Excrementum: Senses of Proximity. A Sociological Analytic
Нина Николова. Excrementum: Сетива на близостта
Language: Bulgarian with a summary in English
Category: Sociology

 

   This book thematizes the so-called senses of proximity, locating them in most diverse contexts: from the anal eroticism and the amorphous perversity of the small child (analyzed through her sense of smell), through the blissful state of being tipsy which allows for the triumphal return of all that culture has stigmatized (viewed through the prism of the sense of taste), up to the opposition between ‘the city of pain and compassion’ and ‘the city of cosiness and isolation’ (in the aspect of the tactile sense). 

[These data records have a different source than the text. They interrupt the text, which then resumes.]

//! Pure state for a single managed screen: the client set, the stacking
//! order and the reserved space accumulated from client struts.
use crate::{
    core::Xid,
    frame::Frame,
    pure::geometry::{Rect, Strut},
};

/// The stacking tier a client is placed in, ordered back to front.
///
/// Restacking never moves a client across tiers: within the stacking
/// sequence a client with a higher layer is always in front of one with a
/// lower layer.
#[derive(Debug, Clone, Copy, PartialEq, Eq, PartialOrd, Ord, Hash)]
pub enum StackLayer {
    /// Desktop windows, behind everything else
    Desktop,
    /// Clients asking to be kept below normal windows
    Below,
    /// The tier ordinary application windows live in
    Normal,
    /// Clients asking to be kept above normal windows
    Above,
    /// Panels and docks
    Dock,
    /// Fullscreen clients, in front of everything else
    Fullscreen,
}

/// A managed top level window and the state tracked for it.
#[derive(Debug, Clone, PartialEq, Eq)]
pub struct Client {
    /// The client window itself
    pub id: Xid,
    /// The index of the screen this client belongs to
    pub screen: usize,
    /// The stacking tier this client is placed in
    pub layer: StackLayer,
    /// Whether this client is eligible for default focus.
    ///
    /// Desktop windows, docks and splash screens are tracked and stacked
    /// but never focused by default.
    pub normal: bool,
    /// Whether the client has asked for keyboard input (from `WM_HINTS`)
    pub accepts_input: bool,
    /// Screen edge space this client reserves
    pub strut: Strut,
    /// The border width the window had before it was managed
    pub border_width: u32,
    /// The decoration frame wrapping this client
    pub frame: Frame,
}

/// The set of managed clients on one screen together with their front to
/// back stacking order.
///
/// The two sequences always contain exactly the same members: one ordered
/// by the order clients were managed in, the other by visual z-order.
#[derive(Debug, Default, Clone, PartialEq, Eq)]
pub struct ClientSet {
    clients: Vec<Client>,
    stacking: Vec<Xid>,
}

impl ClientSet {
    /// The number of managed clients.
    pub fn len(&self) -> usize {
        self.clients.len()
    }

    /// Whether there are any managed clients.
    pub fn is_empty(&self) -> bool {
        self.clients.is_empty()
    }

    /// Whether `id` is a managed client window.
    pub fn contains(&self, id: Xid) -> bool {
        self.clients.iter().any(|c| c.id == id)
    }

    /// The [Client] for `id` if it is managed.
    pub fn get(&self, id: Xid) -> Option<&Client> {
        self.clients.iter().find(|c| c.id == id)
    }

    /// The first client in management order.
    ///
    /// This is the order shutdown unmanages clients in: always the current
    /// front until the set is empty.
    pub fn front(&self) -> Option<&Client> {
        self.clients.first()
    }

    /// Iterate over clients in the order they were managed.
    pub fn iter(&self) -> impl Iterator<Item = &Client> {
        self.clients.iter()
    }

    /// Iterate over client window ids in front to back stacking order.
    pub fn stacking_order(&self) -> impl Iterator<Item = Xid> + '_ {
        self.stacking.iter().copied()
    }

    /// The decoration frame ids of all clients in management order.
    ///
    /// This is the value published as `_NET_CLIENT_LIST`.
    pub fn frame_ids(&self) -> Vec<Xid> {
        self.clients.iter().map(|c| c.frame.window).collect()
    }

    /// The decoration frame ids of all clients in front to back stacking
    /// order.
    ///
    /// This is the value published as `_NET_CLIENT_LIST_STACKING` and the
    /// order applied to the X server when restacking.
    pub fn stacking_frame_ids(&self) -> Vec<Xid> {
        self.stacking
            .iter()
            .filter_map(|&id| self.get(id))
            .map(|c| c.frame.window)
            .collect()
    }

    /// Add a newly managed client, placing it at the front of its stacking
    /// tier.
    ///
    /// Inserting an id that is already managed is a no-op.
    pub fn insert(&mut self, client: Client) {
        if self.contains(client.id) {
            return;
        }

        let id = client.id;
        self.clients.push(client);
        self.stacking.push(id);
        self.restack(id, true);
    }

    /// Remove and return the client for `id`, dropping it from the
    /// stacking order as well.
    pub fn remove(&mut self, id: Xid) -> Option<Client> {
        self.stacking.retain(|&w| w != id);
        let pos = self.clients.iter().position(|c| c.id == id)?;

        Some(self.clients.remove(pos))
    }

    /// Move a client to a new position in the stacking order while keeping
    /// every client within its stacking tier.
    ///
    /// When `raise` is true the client ends up in front of everything in
    /// its own tier, otherwise behind it. Clients in higher tiers always
    /// stay in front. Restacking an unknown id is a no-op.
    pub fn restack(&mut self, id: Xid, raise: bool) {
        let layer = match self.get(id) {
            Some(c) => c.layer,
            None => return,
        };

        self.stacking.retain(|&w| w != id);
        let idx = self
            .stacking
            .iter()
            .position(|&w| {
                let l = self.layer_of(w);
                l < layer || (raise && l == layer)
            })
            .unwrap_or(self.stacking.len());

        self.stacking.insert(idx, id);
    }

    /// Record a new strut for a managed client, returning false if `id` is
    /// not managed.
    pub fn set_strut(&mut self, id: Xid, strut: Strut) -> bool {
        match self.clients.iter_mut().find(|c| c.id == id) {
            Some(c) => {
                c.strut = strut;
                true
            }
            None => false,
        }
    }

    /// The component-wise maximum over all client struts.
    pub fn aggregate_strut(&self) -> Strut {
        self.clients
            .iter()
            .fold(Strut::default(), |acc, c| acc.max(c.strut))
    }

    /// The front-most client in stacking order that is eligible for
    /// default focus and accepts input.
    pub fn first_focus_candidate(&self) -> Option<&Client> {
        self.stacking
            .iter()
            .filter_map(|&id| self.get(id))
            .find(|c| c.normal && c.accepts_input)
    }

    fn layer_of(&self, id: Xid) -> StackLayer {
        self.get(id).map(|c| c.layer).unwrap_or(StackLayer::Normal)
    }
}

/// One X screen being managed: its root window, pixel geometry and the
/// clients currently attached to it.
#[derive(Debug, Clone, PartialEq, Eq)]
pub struct Screen {
    /// The index of this screen on the display
    pub index: usize,
    /// The root window of this screen
    pub root: Xid,
    /// The full pixel geometry of this screen
    pub geometry: Rect,
    /// Whether this screen is under our control.
    ///
    /// False when another window manager already held the root window
    /// redirect at startup: such screens are skipped by every operation.
    pub managed: bool,
    /// The aggregate strut accumulated from all clients on this screen
    pub strut: Strut,
    /// The clients managed on this screen
    pub clients: ClientSet,
    pub(crate) support_win: Option<Xid>,
    pub(crate) focus_win: Option<Xid>,
}

impl Screen {
    /// Create a new unmanaged [Screen]. Claiming the root window happens
    /// during screen initialisation, not here.
    pub fn new(index: usize, root: Xid, geometry: Rect) -> Screen {
        Screen {
            index,
            root,
            geometry,
            managed: false,
            strut: Strut::default(),
            clients: ClientSet::default(),
            support_win: None,
            focus_win: None,
        }
    }

    /// Recompute the aggregate strut from the current client set.
    ///
    /// Idempotent and independent of the order clients were managed in.
    pub fn update_strut(&mut self) {
        self.strut = self.clients.aggregate_strut();
    }

    /// The usable screen area: the full geometry minus the aggregate strut.
    pub fn work_area(&self) -> Rect {
        self.geometry.subtract_strut(self.strut)
    }

    /// The window advertised via `_NET_SUPPORTING_WM_CHECK` once this
    /// screen is initialised.
    pub fn support_window(&self) -> Option<Xid> {
        self.support_win
    }

    /// The input-only window given focus when no client holds it.
    pub fn focus_sink(&self) -> Option<Xid> {
        self.focus_win
    }
}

   The starting premise is that in comparison to the senses of distance (vision and hearing), the senses of proximity, also called ‘lower’ senses, are related to disgust and pleasure to a much greater degree. Putting the focus on the topos of disgust, but in a specific, primarily psychoanalytical, aspect, it is regarded as a former desire. The desire itself is conceived as being peculiarly coupled with pleasure (which may be seen e.g. in the ambivalence of the German word Lust that means simultaneously desire and pleasure): thus pleasure becomes expectation, the foretasting of a future pleasure.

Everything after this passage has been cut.